Carpeaux, un sculpteur libre
Jean-Baptiste Carpeaux est une personnalité à part dans le paysage du XIXème siècle. Une de ses œuvres l’illustre très bien : le groupe représentant « La danse » pour la façade principale de l’opéra Garnier. On lui demande un groupe de trois personnages, il en fait six. On attend de lui une composition classique, il réalise une œuvre pleine de mouvement et d’expressivité. Les corps sont représentés dans un style réaliste et non idéalisés (ce qui fait d’autant plus scandale, que ces vrais corps sont à hauteur d’homme, et même de femme). On lui demande de recommencer, il refuse.
Un message caché
On retrouve ce style dynamique et réaliste dans la fontaine des quatre parties du monde. Les quatre allégories ne se contentent pas de porter la sphère, elles l’animent, et lui donnent effectivement un mouvement de rotation. Chacune est dans une posture différente correspondant à ce mouvement de ronde.
Il s’agit de la dernière œuvre de Jean-Baptiste Carpeaux et celui-ci ne pouvait pas se contenter de nous laisser une belle fontaine. Lorsque l’on regarde attentivement le groupe, un détail nous interpelle : l’Afrique a, à la cheville, une chaîne brisée. Une allusion claire à l’esclavage qui a été officiellement aboli dans beaucoup de pays au cours des années précédentes (1848 en France, 1865 aux Etats-Unis).
Cependant, le mouvement d’abolition est loin d’être complet. Carpeaux le rappelle à sa manière puisque la chaîne n’est pas libre. L’Amérique a le pied dessus.
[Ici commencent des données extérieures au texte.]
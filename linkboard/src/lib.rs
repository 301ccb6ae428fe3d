//! Scene-graph core of a point-and-edge diagram editor.
//!
//! Users place labeled nodes; every new node is connected to every existing
//! one, so the edge set is always the complete graph on the node set. Nodes
//! can be dragged (edges follow), dropped in a trash zone to delete them, and
//! every structural change can be undone from a snapshot stack.

pub mod config;
pub mod deletion;
pub mod drag;
pub mod editor;
pub mod error;
pub mod input;
pub mod model;
pub mod render;
pub mod scene;
pub mod undo;
pub mod geometry {
    pub mod limits;
    pub mod math;
    pub mod tolerance;
}

pub use config::EditorConfig;
pub use deletion::{Corner, DeletionPolicy, DeletionZone};
pub use drag::{DragController, DragOutcome, DragState};
pub use editor::{Editor, Effect};
pub use error::{ConfigError, DragPhase, SceneError};
pub use geometry::math::{angle_degrees, distance};
pub use input::{InputEvent, Modifiers, PointerTarget};
pub use model::{Edge, EdgeGeometry, EdgeId, Node, NodeId, Pick, Rect, Vec2, VisualId};
pub use render::{CommandBuffer, DrawCommand, Renderer, Surface};
pub use scene::{ChangeSet, Scene};
pub use undo::{Snapshot, UndoStack};
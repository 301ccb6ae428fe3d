use linkboard::CommandBuffer;
use wasm_bindgen::prelude::*;
mod api;
mod error;
mod interop;
mod logging;

pub use logging::init_logging;

/// Browser handle on one editing session. Draw commands produced by input
/// are buffered until the page drains them with `take_draw_commands`.
#[wasm_bindgen]
pub struct Editor {
    pub(crate) inner: linkboard::Editor,
    pub(crate) surface: CommandBuffer,
}

impl Editor {
    pub(crate) fn rs_wrap(inner: linkboard::Editor) -> Editor {
        Editor { inner, surface: CommandBuffer::new() }
    }

    // Flush scene changes into the command buffer after every mutation so the
    // page never renders a half-updated scene.
    pub(crate) fn rs_sync(&mut self) {
        self.inner.render(&mut self.surface);
    }
}
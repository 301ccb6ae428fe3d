use js_sys::{Array, Object, Reflect};
use serde::Serialize;
use wasm_bindgen::JsValue;

/// Build a plain JS object from key/value pairs.
pub fn obj(pairs: &[(&str, JsValue)]) -> JsValue {
    let o = Object::new();
    for (k, v) in pairs {
        let _ = Reflect::set(&o, &JsValue::from_str(k), v);
    }
    o.into()
}

/// Serialize into a JS value; maps and structs become plain objects.
pub fn to_js<T: Serialize + ?Sized>(v: &T) -> JsValue {
    let ser = serde_wasm_bindgen::Serializer::new().serialize_maps_as_objects(true);
    v.serialize(&ser).unwrap_or(JsValue::NULL)
}

pub fn str_array<I: IntoIterator<Item = String>>(items: I) -> Array {
    items.into_iter().map(|s| JsValue::from_str(&s)).collect()
}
Au moment de l’inauguration du monument, en 1874, l’esclavage reste en vigueur dans de nombreux pays. Le Brésil notamment, gros bastion esclavagiste, ne l’abolira qu’en 1888.
On sait qu’il s’agit d’un thème important pour le sculpteur. Une autre de ses œuvres est d’ailleurs dérivée de la figure de l’Afrique. Il s’agit du buste ci-dessous, dont le titre est « Pourquoi naître esclave ? » (une version en plâtre est conservée au Petit Palais).